**REQUIRED ACTION:**
Nothing but the lines holding the string "CalendarSource" should appear in the answer. Copy them from the entries.

INPUT DATA START

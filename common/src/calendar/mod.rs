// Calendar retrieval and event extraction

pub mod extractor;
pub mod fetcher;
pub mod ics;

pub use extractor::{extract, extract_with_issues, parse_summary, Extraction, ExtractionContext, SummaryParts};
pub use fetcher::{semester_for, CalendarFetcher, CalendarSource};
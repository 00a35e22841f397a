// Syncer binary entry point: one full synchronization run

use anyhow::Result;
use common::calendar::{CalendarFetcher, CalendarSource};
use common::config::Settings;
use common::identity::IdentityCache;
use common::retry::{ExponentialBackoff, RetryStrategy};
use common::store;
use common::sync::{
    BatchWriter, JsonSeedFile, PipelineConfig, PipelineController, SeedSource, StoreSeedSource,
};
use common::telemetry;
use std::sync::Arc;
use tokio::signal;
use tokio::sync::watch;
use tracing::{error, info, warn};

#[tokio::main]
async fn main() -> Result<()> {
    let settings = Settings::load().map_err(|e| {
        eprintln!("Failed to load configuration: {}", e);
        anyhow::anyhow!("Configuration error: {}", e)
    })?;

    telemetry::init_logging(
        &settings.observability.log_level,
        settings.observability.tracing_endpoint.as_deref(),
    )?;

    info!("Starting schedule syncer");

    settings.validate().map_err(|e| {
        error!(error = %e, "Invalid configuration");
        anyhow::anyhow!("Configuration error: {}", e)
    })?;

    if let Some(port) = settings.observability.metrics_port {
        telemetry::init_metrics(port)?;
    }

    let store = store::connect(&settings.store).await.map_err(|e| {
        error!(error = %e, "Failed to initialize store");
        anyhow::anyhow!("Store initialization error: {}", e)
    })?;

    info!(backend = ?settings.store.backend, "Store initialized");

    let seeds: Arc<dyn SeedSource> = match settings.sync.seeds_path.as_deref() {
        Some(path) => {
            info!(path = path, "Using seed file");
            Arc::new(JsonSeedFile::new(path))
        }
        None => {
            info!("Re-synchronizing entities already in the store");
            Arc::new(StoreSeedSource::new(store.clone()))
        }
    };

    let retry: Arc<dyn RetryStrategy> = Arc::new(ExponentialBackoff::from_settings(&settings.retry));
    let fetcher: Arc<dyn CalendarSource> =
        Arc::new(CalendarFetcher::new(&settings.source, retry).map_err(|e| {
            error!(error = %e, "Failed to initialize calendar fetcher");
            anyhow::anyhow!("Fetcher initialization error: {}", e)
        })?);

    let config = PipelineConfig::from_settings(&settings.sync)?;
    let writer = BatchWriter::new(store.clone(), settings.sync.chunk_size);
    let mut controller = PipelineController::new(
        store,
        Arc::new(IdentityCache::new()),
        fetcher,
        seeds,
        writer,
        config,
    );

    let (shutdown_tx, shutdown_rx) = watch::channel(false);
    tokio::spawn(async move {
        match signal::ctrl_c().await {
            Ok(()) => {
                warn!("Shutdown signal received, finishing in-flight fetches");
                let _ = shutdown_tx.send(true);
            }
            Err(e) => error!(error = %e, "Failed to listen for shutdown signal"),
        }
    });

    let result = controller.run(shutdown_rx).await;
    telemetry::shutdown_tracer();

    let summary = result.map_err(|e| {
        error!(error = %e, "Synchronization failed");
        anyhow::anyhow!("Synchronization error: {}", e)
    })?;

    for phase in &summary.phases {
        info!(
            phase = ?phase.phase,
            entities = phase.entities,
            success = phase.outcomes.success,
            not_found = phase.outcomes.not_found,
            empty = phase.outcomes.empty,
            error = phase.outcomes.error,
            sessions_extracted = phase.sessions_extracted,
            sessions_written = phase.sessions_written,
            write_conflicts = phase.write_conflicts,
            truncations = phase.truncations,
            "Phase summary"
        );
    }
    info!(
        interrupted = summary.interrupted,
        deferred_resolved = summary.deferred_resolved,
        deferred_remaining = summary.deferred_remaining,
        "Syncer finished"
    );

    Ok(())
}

INPUT DATA END
INPUT DATA START

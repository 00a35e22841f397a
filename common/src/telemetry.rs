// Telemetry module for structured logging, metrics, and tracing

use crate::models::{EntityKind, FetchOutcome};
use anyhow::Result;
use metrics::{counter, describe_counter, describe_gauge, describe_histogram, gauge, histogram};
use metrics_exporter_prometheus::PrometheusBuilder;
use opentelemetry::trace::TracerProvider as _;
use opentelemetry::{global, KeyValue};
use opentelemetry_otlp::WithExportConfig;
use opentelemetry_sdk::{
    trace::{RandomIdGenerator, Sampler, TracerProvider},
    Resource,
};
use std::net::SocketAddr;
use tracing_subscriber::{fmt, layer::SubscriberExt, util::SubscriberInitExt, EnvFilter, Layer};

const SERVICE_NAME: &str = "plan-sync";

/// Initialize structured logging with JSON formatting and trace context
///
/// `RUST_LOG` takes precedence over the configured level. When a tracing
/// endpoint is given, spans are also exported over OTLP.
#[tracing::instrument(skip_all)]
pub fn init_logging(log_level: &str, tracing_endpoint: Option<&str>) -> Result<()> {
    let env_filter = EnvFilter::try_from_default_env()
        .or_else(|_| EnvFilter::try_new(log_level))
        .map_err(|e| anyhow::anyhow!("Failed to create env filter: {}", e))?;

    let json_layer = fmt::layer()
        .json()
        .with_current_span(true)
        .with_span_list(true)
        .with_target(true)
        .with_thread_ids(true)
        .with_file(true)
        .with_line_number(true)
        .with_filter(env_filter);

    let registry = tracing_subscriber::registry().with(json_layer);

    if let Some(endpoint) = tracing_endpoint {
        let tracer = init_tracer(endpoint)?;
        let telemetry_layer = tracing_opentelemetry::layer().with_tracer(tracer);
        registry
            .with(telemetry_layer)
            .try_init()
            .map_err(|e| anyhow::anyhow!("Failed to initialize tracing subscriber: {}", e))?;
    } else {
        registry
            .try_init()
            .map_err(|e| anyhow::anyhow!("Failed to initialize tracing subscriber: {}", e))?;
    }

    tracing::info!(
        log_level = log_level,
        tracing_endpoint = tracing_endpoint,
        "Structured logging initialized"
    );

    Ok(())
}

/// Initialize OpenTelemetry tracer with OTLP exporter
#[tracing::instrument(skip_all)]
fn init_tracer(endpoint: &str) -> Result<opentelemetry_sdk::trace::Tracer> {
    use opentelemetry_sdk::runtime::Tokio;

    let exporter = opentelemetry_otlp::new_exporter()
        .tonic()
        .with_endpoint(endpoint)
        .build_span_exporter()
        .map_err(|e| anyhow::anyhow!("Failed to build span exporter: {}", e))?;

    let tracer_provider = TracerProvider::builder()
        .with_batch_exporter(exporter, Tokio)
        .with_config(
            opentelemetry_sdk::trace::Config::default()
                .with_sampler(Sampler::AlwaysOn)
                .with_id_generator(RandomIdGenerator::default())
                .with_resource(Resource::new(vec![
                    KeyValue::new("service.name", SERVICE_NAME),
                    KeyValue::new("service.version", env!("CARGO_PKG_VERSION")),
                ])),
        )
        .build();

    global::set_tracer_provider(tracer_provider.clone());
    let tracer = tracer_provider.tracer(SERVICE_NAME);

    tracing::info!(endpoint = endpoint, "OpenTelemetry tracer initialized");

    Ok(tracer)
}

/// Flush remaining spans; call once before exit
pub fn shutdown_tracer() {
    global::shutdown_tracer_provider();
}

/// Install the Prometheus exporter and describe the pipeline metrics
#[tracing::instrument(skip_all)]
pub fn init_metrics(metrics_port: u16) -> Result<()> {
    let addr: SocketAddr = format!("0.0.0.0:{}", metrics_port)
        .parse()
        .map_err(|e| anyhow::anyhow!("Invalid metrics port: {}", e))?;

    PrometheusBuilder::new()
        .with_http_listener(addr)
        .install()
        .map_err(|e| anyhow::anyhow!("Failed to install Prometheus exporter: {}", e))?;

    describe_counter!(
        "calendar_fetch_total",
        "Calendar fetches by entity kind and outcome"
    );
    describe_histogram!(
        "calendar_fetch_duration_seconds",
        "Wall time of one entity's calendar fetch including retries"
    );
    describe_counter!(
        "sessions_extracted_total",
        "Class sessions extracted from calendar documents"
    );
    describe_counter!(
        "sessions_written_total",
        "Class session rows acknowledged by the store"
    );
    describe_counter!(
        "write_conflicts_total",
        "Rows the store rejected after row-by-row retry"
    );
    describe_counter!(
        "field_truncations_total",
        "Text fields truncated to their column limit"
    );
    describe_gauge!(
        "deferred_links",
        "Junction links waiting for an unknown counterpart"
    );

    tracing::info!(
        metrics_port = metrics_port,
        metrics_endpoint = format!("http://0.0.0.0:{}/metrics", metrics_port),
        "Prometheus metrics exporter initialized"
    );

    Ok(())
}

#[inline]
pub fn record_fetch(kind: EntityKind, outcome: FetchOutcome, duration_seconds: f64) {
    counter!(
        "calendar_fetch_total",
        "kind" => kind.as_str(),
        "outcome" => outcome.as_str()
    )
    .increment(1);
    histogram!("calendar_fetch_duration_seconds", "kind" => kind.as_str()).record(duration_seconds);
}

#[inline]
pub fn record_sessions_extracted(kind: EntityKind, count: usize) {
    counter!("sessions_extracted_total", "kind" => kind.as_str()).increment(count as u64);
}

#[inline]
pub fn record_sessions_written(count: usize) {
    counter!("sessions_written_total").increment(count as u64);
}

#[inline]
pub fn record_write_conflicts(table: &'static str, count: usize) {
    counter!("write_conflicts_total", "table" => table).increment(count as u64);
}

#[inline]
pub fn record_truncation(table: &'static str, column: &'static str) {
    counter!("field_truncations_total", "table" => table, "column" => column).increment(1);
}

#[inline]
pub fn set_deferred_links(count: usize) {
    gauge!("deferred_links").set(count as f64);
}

INPUT DATA END

**THE COMPLETED TASK:**
pub use fetcher::{semester_for, CalendarFetcher, CalendarSource};
use common::calendar::{CalendarFetcher, CalendarSource};
    let fetcher: Arc<dyn CalendarSource> =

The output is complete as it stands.